The Paper Conservation Department is responsible for the preservation, exhibition, and analysis of works of art from the Museum's curatorial departments. These objects include historic, modern, and contemporary material, among which are: drawings in all media and techniques (such as chalk, charcoal, pen and ink, watercolor, and pastel), prints (such as etchings, engravings, and lithographs), Western illuminated manuscripts on parchment and paper, Indian and Islamic paintings and albums, ivory portrait miniatures, palm leaf manuscripts, papyrus, and composite objects, among which are paper-based sculpture, decorative arts objects, and ephemera.
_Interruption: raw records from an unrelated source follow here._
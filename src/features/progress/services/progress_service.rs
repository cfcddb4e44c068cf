use std::collections::HashMap;
use std::sync::Arc;

use tokio::sync::RwLock;

use crate::core::error::{AppError, Result};
use crate::features::auth::model::AuthenticatedUser;
use crate::features::progress::dtos::{RecordPrayerDto, UpdateLocationDto};
use crate::features::progress::models::UserProgress;
use crate::features::zones::ZoneResolver;
use crate::shared::clock::Clock;
use crate::shared::types::Coordinate;
use crate::shared::validation::normalize_zone_code;

/// In-memory prayer log per user, lost on restart
pub struct ProgressService {
    store: RwLock<HashMap<String, UserProgress>>,
    resolver: Arc<ZoneResolver>,
    clock: Arc<dyn Clock>,
}

impl ProgressService {
    pub fn new(resolver: Arc<ZoneResolver>, clock: Arc<dyn Clock>) -> Self {
        Self {
            store: RwLock::new(HashMap::new()),
            resolver,
            clock,
        }
    }

    pub async fn get_progress(&self, user: &AuthenticatedUser) -> UserProgress {
        self.store
            .read()
            .await
            .get(&user.user_id)
            .cloned()
            .unwrap_or_default()
    }

    /// Appends a completion, or pops the latest one when `completed` is false
    pub async fn record_prayer(
        &self,
        user: &AuthenticatedUser,
        dto: RecordPrayerDto,
    ) -> UserProgress {
        let mut store = self.store.write().await;
        let progress = store.entry(user.user_id.clone()).or_default();
        let entries = progress.prayer_progress.entries_mut(dto.prayer);

        if dto.completed {
            entries.push(dto.timestamp.unwrap_or_else(|| self.clock.now()));
        } else {
            entries.pop();
        }

        tracing::debug!(
            "User {} marked {:?} completed={}",
            user.user_id,
            dto.prayer,
            dto.completed
        );
        progress.clone()
    }

    pub async fn update_location(
        &self,
        user: &AuthenticatedUser,
        dto: UpdateLocationDto,
    ) -> Result<UserProgress> {
        // Without an explicit zone, a new location picks the zone it falls in
        let zone = match (dto.zone.as_deref(), dto.location.as_ref()) {
            (Some(raw), _) => {
                let zone = normalize_zone_code(raw)
                    .and_then(|code| self.resolver.find(&code))
                    .ok_or_else(|| AppError::BadRequest(format!("Unknown zone: {}", raw)))?;
                Some(zone.code.to_string())
            }
            (None, Some(location)) => {
                let point = Coordinate::new(location.latitude, location.longitude);
                Some(self.resolver.resolve_zone(point).code.to_string())
            }
            (None, None) => None,
        };

        let mut store = self.store.write().await;
        let progress = store.entry(user.user_id.clone()).or_default();

        if let Some(zone) = zone {
            progress.zone = Some(zone);
        }
        if let Some(location) = dto.location {
            progress.location = Some(location.into());
        }

        Ok(progress.clone())
    }
}

#[cfg(test)]
mod tests {
    use super::*;
    use crate::features::progress::dtos::LocationDto;
    use crate::features::progress::models::PrayerName;
    use crate::shared::clock::ManualClock;
    use chrono::{TimeZone, Utc};

    fn service() -> ProgressService {
        let clock = Arc::new(ManualClock::new(
            Utc.with_ymd_and_hms(2026, 10, 16, 5, 0, 0).unwrap(),
        ));
        ProgressService::new(Arc::new(ZoneResolver::jakim().unwrap()), clock)
    }

    fn user(id: &str) -> AuthenticatedUser {
        AuthenticatedUser {
            user_id: id.to_string(),
        }
    }

    fn mark(prayer: PrayerName, completed: bool) -> RecordPrayerDto {
        RecordPrayerDto {
            prayer,
            completed,
            timestamp: None,
        }
    }

    #[tokio::test]
    async fn test_append_then_pop() {
        let service = service();
        let alice = user("alice");

        service.record_prayer(&alice, mark(PrayerName::Fajr, true)).await;
        let progress = service.record_prayer(&alice, mark(PrayerName::Fajr, true)).await;
        assert_eq!(progress.prayer_progress.fajr.len(), 2);
        assert_eq!(
            progress.prayer_progress.fajr[0],
            Utc.with_ymd_and_hms(2026, 10, 16, 5, 0, 0).unwrap()
        );

        let progress = service.record_prayer(&alice, mark(PrayerName::Fajr, false)).await;
        assert_eq!(progress.prayer_progress.fajr.len(), 1);
    }

    #[tokio::test]
    async fn test_pop_on_empty_is_noop() {
        let service = service();
        let progress = service
            .record_prayer(&user("bob"), mark(PrayerName::Isha, false))
            .await;
        assert!(progress.prayer_progress.isha.is_empty());
    }

    #[tokio::test]
    async fn test_explicit_timestamp_is_kept() {
        let service = service();
        let at = Utc.with_ymd_and_hms(2026, 10, 15, 11, 30, 0).unwrap();

        let progress = service
            .record_prayer(
                &user("carol"),
                RecordPrayerDto {
                    prayer: PrayerName::Asr,
                    completed: true,
                    timestamp: Some(at),
                },
            )
            .await;

        assert_eq!(progress.prayer_progress.asr, vec![at]);
    }

    #[tokio::test]
    async fn test_users_are_isolated() {
        let service = service();
        service
            .record_prayer(&user("alice"), mark(PrayerName::Dhuhr, true))
            .await;

        assert!(service
            .get_progress(&user("bob"))
            .await
            .prayer_progress
            .dhuhr
            .is_empty());
    }

    #[tokio::test]
    async fn test_update_location() {
        let service = service();
        let alice = user("alice");

        let progress = service
            .update_location(
                &alice,
                UpdateLocationDto {
                    zone: Some("sgr01".to_string()),
                    location: Some(LocationDto {
                        latitude: 3.07,
                        longitude: 101.52,
                        name: Some("Shah Alam".to_string()),
                    }),
                },
            )
            .await
            .unwrap();
        assert_eq!(progress.zone.as_deref(), Some("SGR01"));

        let progress = service
            .update_location(
                &alice,
                UpdateLocationDto {
                    zone: None,
                    location: None,
                },
            )
            .await
            .unwrap();
        assert_eq!(progress.zone.as_deref(), Some("SGR01"));
        assert_eq!(progress.location.unwrap().name.as_deref(), Some("Shah Alam"));
    }

    #[tokio::test]
    async fn test_unknown_zone_is_rejected() {
        let service = service();
        let result = service
            .update_location(
                &user("alice"),
                UpdateLocationDto {
                    zone: Some("ZZZ99".to_string()),
                    location: None,
                },
            )
            .await;

        assert!(matches!(result, Err(AppError::BadRequest(_))));
        assert_eq!(service.get_progress(&user("alice")).await, UserProgress::default());
    }

    #[tokio::test]
    async fn test_location_without_zone_picks_containing_zone() {
        let service = service();
        let progress = service
            .update_location(
                &user("dina"),
                UpdateLocationDto {
                    zone: None,
                    location: Some(LocationDto {
                        latitude: 3.139,
                        longitude: 101.6869,
                        name: None,
                    }),
                },
            )
            .await
            .unwrap();

        assert_eq!(progress.zone.as_deref(), Some("WLY01"));
    }
}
Works on paper and parchment are among the most sensitive materials in the Museum's collections, due to the physical and chemical nature of their substrates (paper, parchment, plant, or synthetic based) and the variety of organic and inorganic media of which they are composed. To ensure their preservation, strict exhibition and storage requirements must be followed. These protocols include limited duration of display, periodic rotation, low light levels, storage in darkness or in light-tight boxes, environmental conditions that are maintained within specified levels, methodical handling procedures, and travel restrictions. Works on paper are nonetheless always on view throughout the Museum.
The Department is supported by a Visiting Committee, which enjoys at least three annual lecture-presentations about the materials and techniques of works of art on paper and related materials.
Conservators of works of art on paper are highly educated professionals. Their education includes a Master's or doctorate degree. They are trained in conservation and the preservation of cultural artifacts, art history, conservation science and treatment, instrumental analysis and other forms of examination, history of materials and techniques, and preservation. Most paper conservators have a particular area of specialization, such as modern materials, parchment, Islamic materials, or Old Master drawings.
Our current staff comprises five full-time conservators and two part-time special projects conservators. The department is dedicated to the education of future conservators and, to that end, accepts on an annual basis a Fellow, a graduate student intern, a special projects conservation student, and a pre-program intern. The department also offers a six-week residency for a visiting scholar. Many art historians and conservators use the well-equipped facility on a regular basis (by appointment) to study works on paper.
The department's state-of-the-art facility includes instruments for nondestructive analysis of works on paper (among them are a Raman microscope, the first to enter a North American museum), a grenze X-ray unit, stereo binocular microscopes, environmental monitoring equipment, an infrared camera with a mosaicing system, ultraviolet and transmitted light devices, polarizing light microscopes, digital cameras, and photomicrographs systems. It houses a range of technical devices and equipment for conservation treatment (such as large sinks, vacuum suction tables and plates, modified water systems, chemical storage, fume hoods, air evacuations units, and mold remediation areas). Many of these instruments are made possible by the support of the Department's Visiting Committee. The department also includes a large facility for mat-cutting, storage, and display housing, and framing.
The department houses a unique collection of eighteenth- to early twentieth-century artist materials, a collection of historic paper samples, and a pigment collection comprising Western natural and synthetic pigments.